Condensing boilers can be more expensive than the standard boiler. To keep capital cost to a minimum while still retaining high efficiencies, it is sensible to mix and match condensing and non-condensing boilers. Other than very low temperature systems, combinations of condensing and non-condensing boilers are normally more cost effective than all condensing boilers. Specifying the lead boiler(s) as condensing, with high efficiency to top-up, optimises capital cost while still keeping overall plant efficiency high. It is common to find that 50/75% condensing plant provides the most economic approach.

Condensing boilers should always be the first choice for ‘lead’ gas boilers in multiple installations. In mixed boiler systems, the additional hydraulic resistance of condensing boilers must be considered when designing boiler circuits and suitable regulating valves used to ensure balanced flows. Always select the most efficient plant. Typical seasonal efficiencies of boiler plant are shown in Table 2.

Table 2

Biomass boilers
Biomass usually refers to the use of logs, wood chip or wood pellets that are converted to heat in purpose-designed boilers. The carbon that is released during their combustion is equivalent to the amount that was absorbed during growth, and so the fuel itself is not only renewable, but also almost carbon-neutral. However, there are some carbon emissions associated with processing the wood into fuel and with its transportation.

There are many forms of biomass.

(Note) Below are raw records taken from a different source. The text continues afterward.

/// Returns the registry holding all built-in filters.
pub fn default_registry() -> &'static FilterRegistry {
    static REGISTRY: Lazy<FilterRegistry> = Lazy::new(|| {
        let mut r = FilterRegistry::new();
        register_all(&mut r);
        r
    });
    &REGISTRY
}

/// Registers all built-in filters.
fn register_all(r: &mut FilterRegistry) {
    // String filters
    r.register(Arc::new(LowerFilter));
    r.register(Arc::new(UpperFilter));
    r.register(Arc::new(StringFilter));
    r.register(Arc::new(TrimFilter));
    r.register(Arc::new(TitleFilter));
    r.register(Arc::new(CapitalizeFilter));
    r.register(Arc::new(ReplaceFilter));
    r.register(Arc::new(TruncateFilter));
    r.register(Arc::new(CenterFilter));
    r.register(Arc::new(IndentFilter));
    r.register(Arc::new(WordcountFilter));

    // Markup filters
    r.register(Arc::new(EscapeFilter("escape")));
    r.register(Arc::new(EscapeFilter("e")));
    r.register(Arc::new(EscapeFilter("forceescape")));
    r.register(Arc::new(SafeFilter));
    r.register(Arc::new(UrlencodeFilter));
    r.register(Arc::new(UrlizeFilter));
    r.register(Arc::new(StriptagsFilter));
    r.register(Arc::new(Nl2brFilter));
    r.register(Arc::new(DumpFilter));

    // Number filters
    r.register(Arc::new(AbsFilter));
    r.register(Arc::new(IntFilter));
    r.register(Arc::new(FloatFilter));
    r.register(Arc::new(RoundFilter));
    r.register(Arc::new(SumFilter));

    // Collection filters
    r.register(Arc::new(LengthFilter));
    r.register(Arc::new(FirstFilter));
    r.register(Arc::new(LastFilter));
    r.register(Arc::new(JoinFilter));
    r.register(Arc::new(ListFilter));
    r.register(Arc::new(ReverseFilter));
    r.register(Arc::new(RandomFilter));
    r.register(Arc::new(BatchFilter));
    r.register(Arc::new(SliceFilter));

    // Ordering and grouping
    r.register(Arc::new(SortFilter));
    r.register(Arc::new(DictsortFilter));
    r.register(Arc::new(GroupbyFilter));

    // Predicates
    r.register(Arc::new(SelectFilter { keep: true }));
    r.register(Arc::new(SelectFilter { keep: false }));
    r.register(Arc::new(SelectattrFilter { keep: true }));
    r.register(Arc::new(SelectattrFilter { keep: false }));

    // Logic
    r.register(Arc::new(DefaultFilter));
}
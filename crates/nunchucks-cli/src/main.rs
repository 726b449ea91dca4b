use std::process::ExitCode;

use nunchucks_cli::{load_settings, register_builtin_commands, CommandRegistry};
use nunchucks_core::logging::setup_logging;

fn main() -> ExitCode {
    let mut registry = CommandRegistry::new();
    register_builtin_commands(&mut registry);

    let matches = registry.build_cli().get_matches();
    let settings = match load_settings(&matches) {
        Ok(settings) => settings,
        Err(e) => {
            eprintln!("error: {e}");
            return ExitCode::FAILURE;
        }
    };
    setup_logging(&settings);

    let stdout = std::io::stdout();
    let mut out = stdout.lock();
    match registry.execute(&matches, &settings, &mut out) {
        Ok(()) => ExitCode::SUCCESS,
        Err(e) => {
            eprintln!("error: {e}");
            ExitCode::FAILURE
        }
    }
}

This article will briefly cover wood chips and pellets for use in boilers in commercial developments. The application of wood-fired boilers to building developments, where there is a significant space heating or domestic hot water demand, offers the possibility of considerable reductions in carbon dioxide emissions, generally greater than any other currently available on-site renewable technology.

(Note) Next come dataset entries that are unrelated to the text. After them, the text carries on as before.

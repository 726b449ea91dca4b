//! # nunchucks-core
//!
//! Foundation types shared by every nunchucks crate: the error enum, the
//! settings struct and its loaders, and tracing setup. This crate knows
//! nothing about templates.
//!
//! ## Modules
//!
//! - [`error`] - Error types and result aliases
//! - [`settings`] - Engine configuration with defaults
//! - [`settings_loader`] - TOML/JSON loading and environment overrides
//! - [`logging`] - Tracing subscriber setup

pub mod error;
pub mod logging;
pub mod settings;
pub mod settings_loader;

pub use error::{NunchucksError, NunchucksResult};
pub use settings::Settings;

The design of wood-burning boiler installations is very different, particularly in relation to:
• physical size
• fuel handling and storage
• fuel properties and availability
• emissions and flueing requirements
• operating characteristics
• sizing of plant
• capital costs

Pellet boilers range from domestic models through to units rated at several hundred kilowatts. The level of automation associated with the boiler increases as the boiler capacity rating increases. Wood pellets are relatively easy to handle and have a much higher calorific value than wood chips, and the fuel handling systems required are much simpler.

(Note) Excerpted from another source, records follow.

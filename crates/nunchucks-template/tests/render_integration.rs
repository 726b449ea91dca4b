//! Integration tests for the full render path: compile, parse and
//! interpret, through `configure`/`Env` and an in-memory loader.

use std::sync::Arc;

use nunchucks_core::error::NunchucksError;
use nunchucks_template::loaders::MemoryLoader;
use nunchucks_template::value::Value;
use nunchucks_template::{configure, ConfigOptions, Context, Env};
use serde_json::json;

// ── Helpers ─────────────────────────────────────────────────────────

fn env_with(files: &[(&str, &str)]) -> Env {
    let loader: MemoryLoader = files.iter().copied().collect();
    configure(ConfigOptions {
        loader: Some(Arc::new(loader)),
        ..ConfigOptions::default()
    })
}

fn render(src: &str, ctx: serde_json::Value) -> String {
    env_with(&[]).render_string(src, &Context::from(ctx)).unwrap()
}

fn seq_of(out: &str) -> Vec<String> {
    out.split(',').filter(|s| !s.is_empty()).map(str::to_string).collect()
}

// ═════════════════════════════════════════════════════════════════════
// 1. Statements and expressions
// ═════════════════════════════════════════════════════════════════════

#[test]
fn test_set_arithmetic() {
    assert_eq!(render("{% set x = 1 + 2 %}{{ x }}", json!({})), "3");
}

#[test]
fn test_if_else_on_context() {
    let src = "{% if user %}yes{% else %}no{% endif %}";
    assert_eq!(render(src, json!({"user": true})), "yes");
    assert_eq!(render(src, json!({"user": false})), "no");
}

#[test]
fn test_set_if_for_together() {
    let src = "{% set title = \"Hello\" %}\n{{ title | upper }}\n{% if user %}yes{% else %}no{% endif %}\n{% for item in items %}[{{ item }}]{% endfor %}";
    let out = render(src, json!({"user": true, "items": ["a", "b"]}));
    assert_eq!(out, "\nHELLO\nyes\n[a][b]");
}

#[test]
fn test_membership_and_chains() {
    assert_eq!(render("{{ 2 in [1,2,3] }}", json!({})), "true");
    assert_eq!(render("{{ 5 not in [1,2,3] }}", json!({})), "true");
    assert_eq!(render("{{ 2 < 3 < 4 }}", json!({})), "true");
    assert_eq!(render("{{ 2 < 3 > 4 }}", json!({})), "false");
}

#[test]
fn test_is_tests_and_fallback_equality() {
    let ctx = json!({"n": 4, "nothing": null, "target": 4});
    assert_eq!(render("{{ n is even }}|{{ n is not odd }}|{{ n is divisibleby(2) }}", ctx.clone()), "true|true|true");
    assert_eq!(render("{{ nothing is defined }}|{{ ghost is undefined }}", ctx.clone()), "true|true");
    // `target` is not a test name, so `is` compares with its value
    assert_eq!(render("{{ n is target }}", ctx), "true");
}

#[test]
fn test_malformed_expression_falls_back() {
    let ctx = json!({"a": "A"});
    assert_eq!(render("[{{ 1 + }}][{{ a ) }}][{{ ) }}]", ctx), "[][][]");
    assert_eq!(render("{{ 42 ) }}|{{ a b }}", json!({"a b": "spaced"})), "|spaced");
    assert_eq!(render("{{ 'unterminated }}", json!({})), "");
}

#[test]
fn test_arithmetic_edge_cases() {
    assert_eq!(render("{{ 1 / 0 }}|{{ 7 % 0 }}|{{ 7.9 % 3 }}|{{ 'a' + 1 }}", json!({})), "0|0|1|a1");
}

#[test]
fn test_integer_limits_do_not_overflow() {
    assert_eq!(render("{{ -9223372036854775808 % -1 }}", json!({})), "0");
    assert_eq!(render("{{ -9223372036854775808 is divisibleby(-1) }}", json!({})), "true");
    assert_eq!(render("{{ n % -1 }}|{{ n is divisibleby(-1) }}", json!({"n": i64::MIN})), "0|true");
}

#[test]
fn test_host_function_call() {
    let env = env_with(&[]);
    let mut ctx = Context::new();
    ctx.set(
        "add",
        Value::function(|args, kwargs| {
            let base: f64 = args.iter().map(|a| a.to_float(0.0)).sum();
            Value::Number(base + kwargs.get("extra").map_or(0.0, |v| v.to_float(0.0)))
        }),
    );
    assert_eq!(env.render_string("{{ add(1, 2, extra=4) }}", &ctx).unwrap(), "7");
}

// ═════════════════════════════════════════════════════════════════════
// 2. Inheritance and includes
// ═════════════════════════════════════════════════════════════════════

#[test]
fn test_extends_with_super() {
    let env = env_with(&[
        ("base", "<h1>{% block t %}Base{% endblock %}</h1>"),
        ("child", r#"{% extends "base" %}{% block t %}Child {{ super() }}{% endblock %}"#),
    ]);
    assert_eq!(env.render("child", &Context::new()).unwrap(), "<h1>Child Base</h1>");
}

#[test]
fn test_extends_and_include() {
    let env = env_with(&[
        ("base.njk", "<h1>{% block title %}Base{% endblock %}</h1> {% block content %}C{% endblock %}"),
        (
            "child.njk",
            r#"{% extends "base.njk" %}{% block title %}Child{% endblock %}{% block content %}Body {% include "part.njk" %}{% endblock %}"#,
        ),
        ("part.njk", "{{ msg | lower }}"),
    ]);
    let ctx = Context::from(json!({"msg": "LOUD"}));
    assert_eq!(env.render("child.njk", &ctx).unwrap(), "<h1>Child</h1> Body loud");
}

#[test]
fn test_include_ignore_missing() {
    let env = env_with(&[]);
    let out = env.render_string(r#"{% include "missing.njk" ignore missing %}"#, &Context::new());
    assert_eq!(out.unwrap(), "");

    let err = env
        .render_string(r#"{% include "missing.njk" %}"#, &Context::new())
        .unwrap_err();
    assert!(err.is_not_found());
    assert!(err.to_string().contains("missing.njk"));
}

#[test]
fn test_ignore_missing_covers_only_the_named_template() {
    let env = env_with(&[
        ("outer.njk", r#"OUTER{% include "gone.njk" %}"#),
        ("wrapper.njk", r#"W{% include "inner.njk" %}"#),
        ("inner.njk", "I"),
    ]);

    let err = env
        .render_string(r#"[{% include "outer.njk" ignore missing %}]"#, &Context::new())
        .unwrap_err();
    assert!(err.is_not_found());
    assert!(err.to_string().contains("gone.njk"));

    let out = env.render_string(r#"[{% include "wrapper.njk" ignore missing %}]"#, &Context::new());
    assert_eq!(out.unwrap(), "[WI]");
}

#[test]
fn test_extends_cycle_is_compile_error() {
    let env = env_with(&[
        ("a.njk", r#"{% extends "b.njk" %}"#),
        ("b.njk", r#"{% extends "a.njk" %}"#),
    ]);
    let err = env.render("a.njk", &Context::new()).unwrap_err();
    assert!(matches!(err, NunchucksError::CompileError(ref m) if m.contains("extends cycle detected")));
}

// ═════════════════════════════════════════════════════════════════════
// 3. Macros, closures and calls
// ═════════════════════════════════════════════════════════════════════

#[test]
fn test_macro_argument_binding() {
    let src = r#"{% macro g(name="friend", sal="hi") %}{{sal}} {{name}}{% endmacro %}{{g()}}|{{g("sam")}}|{{g(name="mike",sal="yo")}}"#;
    assert_eq!(render(src, json!({})), "hi friend|hi sam|yo mike");
}

#[test]
fn test_macro_sees_earlier_macros_only_by_snapshot() {
    let src = "{% macro inner() %}in{% endmacro %}{% macro outer() %}[{{ inner() }}]{% endmacro %}{{ outer() }}";
    assert_eq!(render(src, json!({})), "[in]");
}

#[test]
fn test_closure_in_loop_captures_iteration() {
    let src = "{% for x in [1, 2] %}{% macro show() %}{{ x }}{% endmacro %}{{ show() }}{% endfor %}";
    assert_eq!(render(src, json!({})), "12");
}

#[test]
fn test_imported_macro_in_call_block() {
    let env = env_with(&[(
        "ui.njk",
        "{% macro card(title) %}<div><h2>{{ title }}</h2>{{ caller() }}</div>{% endmacro %}",
    )]);
    let src = r#"{% from "ui.njk" import card %}{% call card("Hi") %}<p>{{ body }}</p>{% endcall %}"#;
    let out = env.render_string(src, &Context::from(json!({"body": "text"})));
    assert_eq!(out.unwrap(), "<div><h2>Hi</h2><p>text</p></div>");
}

#[test]
fn test_runaway_recursion_is_runtime_error() {
    let mut env = env_with(&[]);
    env.set_max_render_depth(20);
    let err = env
        .render_string("{% macro r(n) %}{{ r(n + 1) }}{% endmacro %}{{ r(0) }}", &Context::new())
        .unwrap_err();
    assert!(matches!(err, NunchucksError::RuntimeError(_)));
}

#[test]
fn test_recursive_include_hits_depth_ceiling() {
    let env = env_with(&[("loop.njk", "x{% include name %}")]);
    let ctx = Context::from(json!({"name": "loop.njk"}));
    let err = env.render("loop.njk", &ctx).unwrap_err();
    assert!(matches!(err, NunchucksError::RuntimeError(_)));
}

// ═════════════════════════════════════════════════════════════════════
// 4. Loops
// ═════════════════════════════════════════════════════════════════════

#[test]
fn test_loop_metadata() {
    let src = "{% for x in items %}{{ loop.index0 }}:{{ loop.first }}:{{ loop.last }};{% endfor %}";
    let out = render(src, json!({"items": ["a", "b", "c"]}));
    assert_eq!(out, "0:true:false;1:false:false;2:false:true;");
}

#[test]
fn test_loop_else() {
    let src = "{% for x in items %}{{ x }}{% else %}empty{% endfor %}";
    assert_eq!(render(src, json!({"items": []})), "empty");
    assert_eq!(render(src, json!({"items": [1]})), "1");
}

// ═════════════════════════════════════════════════════════════════════
// 5. Filters
// ═════════════════════════════════════════════════════════════════════

#[test]
fn test_filter_builtins_and_args() {
    let src = r#"
{{ missing | default("fallback") }}
{{ html | escape }}
{{ text | replace("world", "go") }}
{{ nums | join("-") }}
{{ nums | sum }}
{{ letters | sort() | join(",") }}
{{ name | trim | title }}
{{ phrase | truncate(8, false, "...") }}
{{ url | urlencode }}
"#;
    let ctx = json!({
        "html": "<b>x</b>",
        "text": "hello world",
        "nums": [1, 2, 3],
        "letters": ["b", "a", "C"],
        "name": "  hello world  ",
        "phrase": "alpha beta gamma",
        "url": "a b",
    });
    let out = render(src, ctx);
    for expected in [
        "fallback",
        "&lt;b&gt;x&lt;/b&gt;",
        "hello go",
        "1-2-3",
        "6",
        "a,b,C",
        "Hello World",
        "alpha...",
        "a+b",
    ] {
        assert!(out.contains(expected), "missing {expected:?} in {out:?}");
    }
}

#[test]
fn test_unknown_filter_is_identity() {
    assert_eq!(render("{{ 'x' | nonesuch(1) | UPPER }}", json!({})), "X");
}

#[test]
fn test_sort_is_idempotent() {
    let ctx = json!({"people": [
        {"name": "b", "age": 2}, {"name": "a", "age": 2}, {"name": "c", "age": 1}
    ]});
    let once = render("{{ people | sort(false, false, 'age') | join(',', 'name') }}", ctx.clone());
    let twice = render(
        "{{ people | sort(false, false, 'age') | sort(false, false, 'age') | join(',', 'name') }}",
        ctx,
    );
    assert_eq!(once, "c,b,a");
    assert_eq!(once, twice);
}

#[test]
fn test_select_reject_partition() {
    let ctx = json!({"nums": [1, 2, 3, 4, 5, 6]});
    let odd = seq_of(&render("{{ nums | select('odd') | join(',') }}", ctx.clone()));
    let not_odd = seq_of(&render("{{ nums | reject('odd') | join(',') }}", ctx.clone()));
    assert_eq!(odd, vec!["1", "3", "5"]);
    assert_eq!(not_odd, vec!["2", "4", "6"]);

    let users = json!({"users": [
        {"name": "a", "admin": true}, {"name": "b", "admin": false}, {"name": "c"}
    ]});
    let admins = render("{{ users | selectattr('admin') | join(',', 'name') }}", users.clone());
    let others = render("{{ users | rejectattr('admin') | join(',', 'name') }}", users);
    assert_eq!(admins, "a");
    assert_eq!(others, "b,c");
}

#[test]
fn test_filter_block_and_groupby() {
    let ctx = json!({"rows": [
        {"kind": "Fruit", "n": "apple"}, {"kind": "veg", "n": "kale"}, {"kind": "fruit", "n": "fig"}
    ]});
    let src = "{% for g in rows | groupby('kind') %}{{ g.grouper }}={{ g.list | join('+', 'n') }};{% endfor %}";
    assert_eq!(render(src, ctx), "Fruit=apple+fig;veg=kale;");
    assert_eq!(render("{% filter title %}hello there{% endfilter %}", json!({})), "Hello There");
}

#[test]
fn test_huge_padding_widths_leave_value_unpadded() {
    let out = render(
        "[{{ 'a' | center(9223372036854775807) }}][{{ 'a' | indent(9223372036854775807) }}][{{ [1] | batch(9223372036854775807, 0) | length }}]",
        json!({}),
    );
    assert_eq!(out, "[a][a][1]");
    assert_eq!(render("[{{ 'a' | center(5) }}]", json!({})), "[  a  ]");
}

#[test]
fn test_random_picks_a_member() {
    let out = render("{{ [1, 2, 3] | random }}", json!({}));
    assert!(["1", "2", "3"].contains(&out.as_str()));
}

// ═════════════════════════════════════════════════════════════════════
// 6. Raw blocks, comments and whitespace control
// ═════════════════════════════════════════════════════════════════════

#[test]
fn test_raw_and_verbatim_untouched() {
    let src = "{% raw %}{{ x }}{% if %}{% endraw %}|{% verbatim %}{% set y = 1 %}{% endverbatim %}";
    assert_eq!(render(src, json!({"x": 1})), "{{ x }}{% if %}|{% set y = 1 %}");
}

#[test]
fn test_comments_and_trim_markers() {
    let src = "a {# gone #}b\n  {%- if true -%}\n  c\n{%- endif %}";
    assert_eq!(render(src, json!({})), "a bc");
}

#[test]
fn test_raw_hides_include_and_extends() {
    let env = env_with(&[("a.njk", "A")]);
    let src = r#"{% raw %}{% include "nope.njk" %}{% extends "nope.njk" %}{% endraw %}|{% include "a.njk" %}"#;
    let out = env.render_string(src, &Context::new()).unwrap();
    assert_eq!(out, r#"{% include "nope.njk" %}{% extends "nope.njk" %}|A"#);
}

Wood chip is a cheaper fuel but is difficult to handle and has a lower calorific value. It therefore requires a large fuel store and sophisticated fuel transport system. It is generally true that a wood chip installation can burn pellets but a pellet installation cannot burn wood chip.

Wood pellet
Pellet burning installations generally take advantage of the fact that boilers are fully automatic just like oil and gas boilers. Pellet boilers use advanced microprocessors to control the amount of fuel and air being supplied to the
combustion chamber. This ensures extremely high efficiencies (up to 90%) and ultra-low emissions.

Pellets can also be burned in boilers designed to burn wood chips, which makes the technical upper limit for the application of pellet burning the same as wood chip burning. It would be economic considerations of fuel cost that would indicate a switch to wood chip burning at larger capacities.

Wood chip
Wood chip boilers are generally restricted to stepped moving grate burners which can cope with the handling characteristics and higher ash content of wood chip fuel. There are two types of stoking mechanism, which are applied differently dependant on fuel type used and the boiler capacity; the larger the boiler and the wetter the fuel the greater mechanical intervention required to stoke the boiler.

Boiler and system controls
It is very difficult to separate boilers from the heating system as the two interact to form an overall system efficiency. Equally important is the dynamic nature of heating systems with heat demand changing almost constantly. The most efficient systems have efficient boilers, good heat distribution systems and good controls. The key requirement is to provide heat only when and where it is needed and at the right temperature while minimising boiler cycling.

Use optimum start/stop for time control and weather compensation for temperature control, trimmed by motorised valves or TRVs for zone control. Good sequence control is fundamental to achieving an energy-efficient multiple boiler installation. In particular, careful location of the sensor in a representative part of a constant flow primary circuit is essential for stable control.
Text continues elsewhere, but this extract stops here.